Output the entries below without any alteration.

[Entries provided — start]

#![forbid(unsafe_code)]

mod consultant_payment;
mod create;
mod list;
mod pay;
mod stats;

pub(crate) use consultant_payment::*;
pub(crate) use create::*;
pub(crate) use list::*;
pub(crate) use pay::*;
pub(crate) use stats::*;

use crate::server::{ApiResponse, internal_error};
use om_storage::{SqliteStore, TransactionRow};
use serde_json::{Value, json};

/// Ledger rows embed a project and consultant digest when linked.
pub(crate) fn transaction_with_links_json(
    store: &SqliteStore,
    transaction: &TransactionRow,
) -> Result<Value, ApiResponse> {
    let mut payload = crate::transaction_json(transaction);

    let project = match &transaction.project_id {
        Some(project_id) => store
            .project_by_id(project_id)
            .map_err(internal_error)?
            .map(|project| json!({"id": project.id, "title": project.title}))
            .unwrap_or(Value::Null),
        None => Value::Null,
    };
    let consultant = match &transaction.consultant_id {
        Some(consultant_id) => match store.consultant_by_id(consultant_id).map_err(internal_error)? {
            Some(consultant) => store
                .user_lite(&consultant.user_id)
                .map_err(internal_error)?
                .map(|lite| {
                    json!({
                        "id": consultant.id,
                        "name": format!("{} {}", lite.first_name, lite.last_name),
                    })
                })
                .unwrap_or(Value::Null),
            None => Value::Null,
        },
        None => Value::Null,
    };

    if let Some(map) = payload.as_object_mut() {
        map.insert("project".to_string(), project);
        map.insert("consultant".to_string(), consultant);
    }
    Ok(payload)
}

[Entries provided — finish]

* **Task result**
#![forbid(unsafe_code)]

mod consultant_payment;
mod create;
mod list;
mod pay;
mod stats;

pub(crate) use consultant_payment::*;
pub(crate) use create::*;
pub(crate) use list::*;
pub(crate) use pay::*;
pub(crate) use stats::*;

use crate::server::{ApiResponse, internal_error};
use om_storage::{SqliteStore, TransactionRow};
use serde_json::{Value, json};

/// Ledger rows embed a project and consultant digest when linked.
pub(crate) fn transaction_with_links_json(
    store: &SqliteStore,
    transaction: &TransactionRow,
) -> Result<Value, ApiResponse> {
    let mut payload = crate::transaction_json(transaction);

    let project = match &transaction.project_id {
        Some(project_id) => store
            .project_by_id(project_id)
            .map_err(internal_error)?
            .map(|project| json!({"id": project.id, "title": project.title}))
            .unwrap_or(Value::Null),
        None => Value::Null,
    };
    let consultant = match &transaction.consultant_id {
        Some(consultant_id) => match store.consultant_by_id(consultant_id).map_err(internal_error)? {
            Some(consultant) => store
                .user_lite(&consultant.user_id)
                .map_err(internal_error)?
                .map(|lite| {
                    json!({
                        "id": consultant.id,
                        "name": format!("{} {}", lite.first_name, lite.last_name),
                    })
                })
                .unwrap_or(Value::Null),
            None => Value::Null,
        },
        None => Value::Null,
    };

    if let Some(map) = payload.as_object_mut() {
        map.insert("project".to_string(), project);
        map.insert("consultant".to_string(), consultant);
    }
    Ok(payload)
}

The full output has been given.